Your objective: How many of the lines below hold "SegmentId"? Only the number, please.

Stored data entries:
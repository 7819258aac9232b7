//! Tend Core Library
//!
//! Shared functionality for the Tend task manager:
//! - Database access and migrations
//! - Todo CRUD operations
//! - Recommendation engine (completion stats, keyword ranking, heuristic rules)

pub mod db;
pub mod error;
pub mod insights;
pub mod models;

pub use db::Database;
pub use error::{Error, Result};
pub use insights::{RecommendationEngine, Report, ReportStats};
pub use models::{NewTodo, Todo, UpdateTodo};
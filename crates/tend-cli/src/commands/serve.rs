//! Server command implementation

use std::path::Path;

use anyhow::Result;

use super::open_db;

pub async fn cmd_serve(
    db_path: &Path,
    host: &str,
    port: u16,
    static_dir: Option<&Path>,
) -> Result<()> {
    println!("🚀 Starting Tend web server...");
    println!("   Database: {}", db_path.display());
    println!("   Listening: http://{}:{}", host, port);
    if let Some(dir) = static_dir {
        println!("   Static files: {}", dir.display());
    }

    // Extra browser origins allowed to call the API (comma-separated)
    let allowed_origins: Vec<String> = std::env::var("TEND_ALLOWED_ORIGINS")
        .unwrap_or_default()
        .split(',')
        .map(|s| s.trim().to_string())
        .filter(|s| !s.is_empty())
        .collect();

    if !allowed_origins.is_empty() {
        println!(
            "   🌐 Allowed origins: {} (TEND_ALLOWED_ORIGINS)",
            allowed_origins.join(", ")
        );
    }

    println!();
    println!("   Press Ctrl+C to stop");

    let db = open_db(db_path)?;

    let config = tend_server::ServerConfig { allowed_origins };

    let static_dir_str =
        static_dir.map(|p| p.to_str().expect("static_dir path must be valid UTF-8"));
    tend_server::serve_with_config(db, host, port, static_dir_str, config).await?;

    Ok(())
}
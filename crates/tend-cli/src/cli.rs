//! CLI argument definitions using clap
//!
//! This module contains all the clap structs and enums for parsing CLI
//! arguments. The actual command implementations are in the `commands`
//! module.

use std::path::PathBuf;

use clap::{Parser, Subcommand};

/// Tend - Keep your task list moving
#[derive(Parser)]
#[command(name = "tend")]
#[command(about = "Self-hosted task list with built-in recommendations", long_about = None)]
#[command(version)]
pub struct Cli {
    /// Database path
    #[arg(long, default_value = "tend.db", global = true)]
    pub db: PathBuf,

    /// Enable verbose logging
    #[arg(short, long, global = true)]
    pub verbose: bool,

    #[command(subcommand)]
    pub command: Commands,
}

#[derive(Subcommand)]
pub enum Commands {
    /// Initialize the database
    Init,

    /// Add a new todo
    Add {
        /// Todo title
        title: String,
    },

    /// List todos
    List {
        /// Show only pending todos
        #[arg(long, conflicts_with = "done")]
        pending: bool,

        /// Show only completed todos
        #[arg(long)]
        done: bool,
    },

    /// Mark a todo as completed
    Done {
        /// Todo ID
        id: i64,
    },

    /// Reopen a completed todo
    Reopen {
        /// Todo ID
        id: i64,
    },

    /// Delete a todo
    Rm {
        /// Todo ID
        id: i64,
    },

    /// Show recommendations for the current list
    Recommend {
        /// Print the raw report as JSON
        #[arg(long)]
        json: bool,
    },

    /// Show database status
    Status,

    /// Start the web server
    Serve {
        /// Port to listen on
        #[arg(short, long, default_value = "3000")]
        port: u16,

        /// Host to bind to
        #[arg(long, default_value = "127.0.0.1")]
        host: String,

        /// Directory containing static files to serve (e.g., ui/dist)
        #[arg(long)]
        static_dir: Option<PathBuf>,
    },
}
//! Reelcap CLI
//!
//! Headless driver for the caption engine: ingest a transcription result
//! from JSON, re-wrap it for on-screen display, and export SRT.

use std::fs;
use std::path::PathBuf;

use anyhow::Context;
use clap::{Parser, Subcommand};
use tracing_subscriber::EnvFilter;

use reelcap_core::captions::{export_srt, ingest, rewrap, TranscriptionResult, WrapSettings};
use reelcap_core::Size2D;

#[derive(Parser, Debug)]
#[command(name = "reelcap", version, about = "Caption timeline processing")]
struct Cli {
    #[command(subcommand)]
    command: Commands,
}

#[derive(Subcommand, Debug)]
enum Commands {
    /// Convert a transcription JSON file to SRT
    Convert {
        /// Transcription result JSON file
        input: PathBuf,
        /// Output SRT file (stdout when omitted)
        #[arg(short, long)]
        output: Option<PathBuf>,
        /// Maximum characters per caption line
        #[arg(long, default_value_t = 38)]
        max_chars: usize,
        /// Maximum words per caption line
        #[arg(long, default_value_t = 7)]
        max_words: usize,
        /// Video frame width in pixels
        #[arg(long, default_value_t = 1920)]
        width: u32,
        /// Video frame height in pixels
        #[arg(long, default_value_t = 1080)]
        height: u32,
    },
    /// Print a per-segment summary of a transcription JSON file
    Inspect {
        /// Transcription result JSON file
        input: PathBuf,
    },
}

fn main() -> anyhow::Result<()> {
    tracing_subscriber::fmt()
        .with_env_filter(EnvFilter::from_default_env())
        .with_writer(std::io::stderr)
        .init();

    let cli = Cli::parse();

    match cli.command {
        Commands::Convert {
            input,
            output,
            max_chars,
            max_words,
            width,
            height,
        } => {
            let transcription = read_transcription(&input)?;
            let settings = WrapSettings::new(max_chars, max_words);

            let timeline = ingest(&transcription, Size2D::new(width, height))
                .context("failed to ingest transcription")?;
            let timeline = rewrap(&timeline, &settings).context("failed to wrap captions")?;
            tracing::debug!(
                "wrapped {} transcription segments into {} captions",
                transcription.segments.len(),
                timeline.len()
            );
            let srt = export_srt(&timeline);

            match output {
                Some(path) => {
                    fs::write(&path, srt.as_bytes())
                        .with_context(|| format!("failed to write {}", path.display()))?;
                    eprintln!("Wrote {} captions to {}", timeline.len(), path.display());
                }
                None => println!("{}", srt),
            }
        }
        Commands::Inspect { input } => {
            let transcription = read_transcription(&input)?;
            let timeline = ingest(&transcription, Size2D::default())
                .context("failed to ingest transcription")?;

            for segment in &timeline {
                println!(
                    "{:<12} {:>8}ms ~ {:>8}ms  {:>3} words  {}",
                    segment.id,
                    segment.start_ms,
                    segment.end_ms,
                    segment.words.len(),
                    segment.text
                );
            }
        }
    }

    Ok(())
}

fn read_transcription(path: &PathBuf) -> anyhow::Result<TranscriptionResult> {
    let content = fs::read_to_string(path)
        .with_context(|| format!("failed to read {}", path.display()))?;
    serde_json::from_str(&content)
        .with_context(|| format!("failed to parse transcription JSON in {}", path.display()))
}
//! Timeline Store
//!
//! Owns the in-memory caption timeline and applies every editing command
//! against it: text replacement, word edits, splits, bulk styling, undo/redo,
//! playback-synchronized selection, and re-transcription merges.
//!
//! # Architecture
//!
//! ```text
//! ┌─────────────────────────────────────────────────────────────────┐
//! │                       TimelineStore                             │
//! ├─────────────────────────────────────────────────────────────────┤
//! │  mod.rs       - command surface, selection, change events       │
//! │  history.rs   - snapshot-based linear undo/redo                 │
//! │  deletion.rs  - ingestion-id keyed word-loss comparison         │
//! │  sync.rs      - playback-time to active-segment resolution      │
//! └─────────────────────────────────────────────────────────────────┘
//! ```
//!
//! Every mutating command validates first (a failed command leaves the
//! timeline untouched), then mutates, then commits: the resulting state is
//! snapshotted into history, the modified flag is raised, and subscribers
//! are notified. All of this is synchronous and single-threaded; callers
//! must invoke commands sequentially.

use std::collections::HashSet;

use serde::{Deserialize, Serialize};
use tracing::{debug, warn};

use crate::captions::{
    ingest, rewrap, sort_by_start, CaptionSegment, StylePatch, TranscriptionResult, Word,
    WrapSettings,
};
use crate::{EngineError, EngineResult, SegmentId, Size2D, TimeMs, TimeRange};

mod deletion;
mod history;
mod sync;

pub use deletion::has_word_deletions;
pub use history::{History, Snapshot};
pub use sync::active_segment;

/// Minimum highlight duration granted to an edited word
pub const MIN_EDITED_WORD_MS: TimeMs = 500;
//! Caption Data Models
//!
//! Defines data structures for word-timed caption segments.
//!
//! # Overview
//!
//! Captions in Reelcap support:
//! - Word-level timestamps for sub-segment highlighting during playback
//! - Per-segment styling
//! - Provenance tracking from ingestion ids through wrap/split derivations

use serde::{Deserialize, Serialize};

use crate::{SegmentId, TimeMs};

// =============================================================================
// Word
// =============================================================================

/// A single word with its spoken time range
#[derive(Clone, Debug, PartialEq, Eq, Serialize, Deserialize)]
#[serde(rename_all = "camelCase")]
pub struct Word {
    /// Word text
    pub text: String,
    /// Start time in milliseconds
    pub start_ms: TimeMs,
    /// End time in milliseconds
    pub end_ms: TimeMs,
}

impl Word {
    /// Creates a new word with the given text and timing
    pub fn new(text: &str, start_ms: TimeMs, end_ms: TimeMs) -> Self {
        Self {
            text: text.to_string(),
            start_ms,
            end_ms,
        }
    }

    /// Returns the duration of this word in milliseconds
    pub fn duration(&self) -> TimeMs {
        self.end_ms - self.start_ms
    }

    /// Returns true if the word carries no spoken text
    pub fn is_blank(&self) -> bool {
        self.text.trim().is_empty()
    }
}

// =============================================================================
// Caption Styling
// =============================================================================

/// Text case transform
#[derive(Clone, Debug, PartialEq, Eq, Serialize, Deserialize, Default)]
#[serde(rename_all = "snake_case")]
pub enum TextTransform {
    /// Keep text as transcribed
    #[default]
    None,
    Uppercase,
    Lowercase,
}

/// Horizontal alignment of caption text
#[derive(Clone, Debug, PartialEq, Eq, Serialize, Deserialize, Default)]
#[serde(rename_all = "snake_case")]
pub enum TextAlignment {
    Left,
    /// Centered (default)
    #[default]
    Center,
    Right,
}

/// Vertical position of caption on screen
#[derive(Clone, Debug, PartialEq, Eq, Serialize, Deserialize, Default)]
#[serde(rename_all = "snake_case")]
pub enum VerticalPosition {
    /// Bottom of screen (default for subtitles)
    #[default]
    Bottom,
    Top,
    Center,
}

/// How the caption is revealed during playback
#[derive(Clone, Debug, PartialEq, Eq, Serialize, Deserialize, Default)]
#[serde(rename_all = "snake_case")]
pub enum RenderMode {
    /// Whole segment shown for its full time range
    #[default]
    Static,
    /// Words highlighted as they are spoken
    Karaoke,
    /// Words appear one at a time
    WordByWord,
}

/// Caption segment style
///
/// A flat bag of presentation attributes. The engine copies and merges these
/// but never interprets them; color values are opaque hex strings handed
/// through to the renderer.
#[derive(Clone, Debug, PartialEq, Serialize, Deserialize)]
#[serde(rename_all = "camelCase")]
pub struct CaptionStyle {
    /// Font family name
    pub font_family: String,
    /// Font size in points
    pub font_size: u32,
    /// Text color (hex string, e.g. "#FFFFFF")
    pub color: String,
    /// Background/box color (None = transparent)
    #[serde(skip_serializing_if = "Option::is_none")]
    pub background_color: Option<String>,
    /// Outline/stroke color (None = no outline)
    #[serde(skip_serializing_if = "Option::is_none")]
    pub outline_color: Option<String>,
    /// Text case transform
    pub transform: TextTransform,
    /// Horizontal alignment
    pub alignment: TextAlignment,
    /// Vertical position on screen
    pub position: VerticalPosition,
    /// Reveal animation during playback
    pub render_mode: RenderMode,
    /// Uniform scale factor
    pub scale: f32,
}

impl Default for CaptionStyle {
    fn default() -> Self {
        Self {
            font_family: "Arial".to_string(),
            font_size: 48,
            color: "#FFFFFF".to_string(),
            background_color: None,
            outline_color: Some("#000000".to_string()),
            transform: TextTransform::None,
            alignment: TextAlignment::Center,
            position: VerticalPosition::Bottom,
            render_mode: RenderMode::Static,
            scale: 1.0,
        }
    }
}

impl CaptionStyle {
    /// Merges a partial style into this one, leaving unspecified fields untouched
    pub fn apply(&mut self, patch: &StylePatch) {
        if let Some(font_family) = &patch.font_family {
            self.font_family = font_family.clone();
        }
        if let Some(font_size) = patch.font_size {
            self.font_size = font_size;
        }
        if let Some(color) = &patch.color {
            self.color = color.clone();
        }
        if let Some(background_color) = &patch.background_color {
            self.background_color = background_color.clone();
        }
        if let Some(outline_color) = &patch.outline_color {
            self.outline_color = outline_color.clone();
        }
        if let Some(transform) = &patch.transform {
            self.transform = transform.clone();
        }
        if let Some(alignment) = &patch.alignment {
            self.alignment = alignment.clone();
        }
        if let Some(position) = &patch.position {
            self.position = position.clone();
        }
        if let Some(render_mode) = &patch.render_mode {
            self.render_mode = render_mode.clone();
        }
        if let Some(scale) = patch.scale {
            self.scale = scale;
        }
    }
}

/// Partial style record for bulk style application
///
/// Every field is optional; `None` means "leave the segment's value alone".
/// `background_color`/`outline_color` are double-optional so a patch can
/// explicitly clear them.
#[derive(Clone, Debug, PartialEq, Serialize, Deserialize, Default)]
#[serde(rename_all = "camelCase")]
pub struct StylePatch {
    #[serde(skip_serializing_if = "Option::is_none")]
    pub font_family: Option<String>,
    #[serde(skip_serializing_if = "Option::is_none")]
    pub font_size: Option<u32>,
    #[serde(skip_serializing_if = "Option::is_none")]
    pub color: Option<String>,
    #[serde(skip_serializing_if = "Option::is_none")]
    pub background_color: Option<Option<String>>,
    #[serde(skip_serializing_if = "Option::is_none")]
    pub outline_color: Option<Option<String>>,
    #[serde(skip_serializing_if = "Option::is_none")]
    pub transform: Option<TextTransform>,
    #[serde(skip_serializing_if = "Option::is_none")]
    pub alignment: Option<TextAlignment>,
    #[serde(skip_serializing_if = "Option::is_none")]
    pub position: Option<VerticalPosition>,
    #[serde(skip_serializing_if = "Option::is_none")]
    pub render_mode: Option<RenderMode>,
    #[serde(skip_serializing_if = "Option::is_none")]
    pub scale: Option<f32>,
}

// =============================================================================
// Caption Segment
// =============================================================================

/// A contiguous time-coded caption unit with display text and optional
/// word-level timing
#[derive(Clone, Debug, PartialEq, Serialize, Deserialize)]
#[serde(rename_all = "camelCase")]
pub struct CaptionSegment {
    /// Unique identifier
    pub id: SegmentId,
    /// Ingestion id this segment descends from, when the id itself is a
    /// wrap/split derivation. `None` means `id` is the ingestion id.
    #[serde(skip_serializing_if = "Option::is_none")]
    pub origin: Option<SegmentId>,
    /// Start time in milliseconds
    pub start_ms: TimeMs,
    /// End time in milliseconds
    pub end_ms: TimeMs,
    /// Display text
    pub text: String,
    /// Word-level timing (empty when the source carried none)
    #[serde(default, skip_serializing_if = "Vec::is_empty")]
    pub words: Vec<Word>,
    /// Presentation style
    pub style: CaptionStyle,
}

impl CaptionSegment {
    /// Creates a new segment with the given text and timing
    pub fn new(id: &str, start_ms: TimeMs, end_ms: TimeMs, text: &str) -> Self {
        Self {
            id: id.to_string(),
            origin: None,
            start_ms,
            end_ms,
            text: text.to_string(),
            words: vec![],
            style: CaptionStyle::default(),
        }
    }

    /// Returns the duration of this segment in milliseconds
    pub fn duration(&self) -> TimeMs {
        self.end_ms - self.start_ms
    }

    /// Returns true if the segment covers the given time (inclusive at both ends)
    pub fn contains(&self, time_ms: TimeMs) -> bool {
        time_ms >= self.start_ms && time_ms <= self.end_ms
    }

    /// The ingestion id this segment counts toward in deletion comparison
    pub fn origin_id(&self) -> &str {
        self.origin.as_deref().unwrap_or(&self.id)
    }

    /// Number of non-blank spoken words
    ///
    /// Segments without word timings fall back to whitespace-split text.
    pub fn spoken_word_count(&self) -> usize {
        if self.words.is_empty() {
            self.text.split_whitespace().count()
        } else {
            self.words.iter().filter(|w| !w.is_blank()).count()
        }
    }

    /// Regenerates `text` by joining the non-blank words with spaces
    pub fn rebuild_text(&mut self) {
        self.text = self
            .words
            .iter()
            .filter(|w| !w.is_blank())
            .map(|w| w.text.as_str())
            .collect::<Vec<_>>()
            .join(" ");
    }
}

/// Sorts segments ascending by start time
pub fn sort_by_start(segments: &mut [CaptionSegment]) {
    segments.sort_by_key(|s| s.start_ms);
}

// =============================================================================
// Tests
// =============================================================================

Your response: 4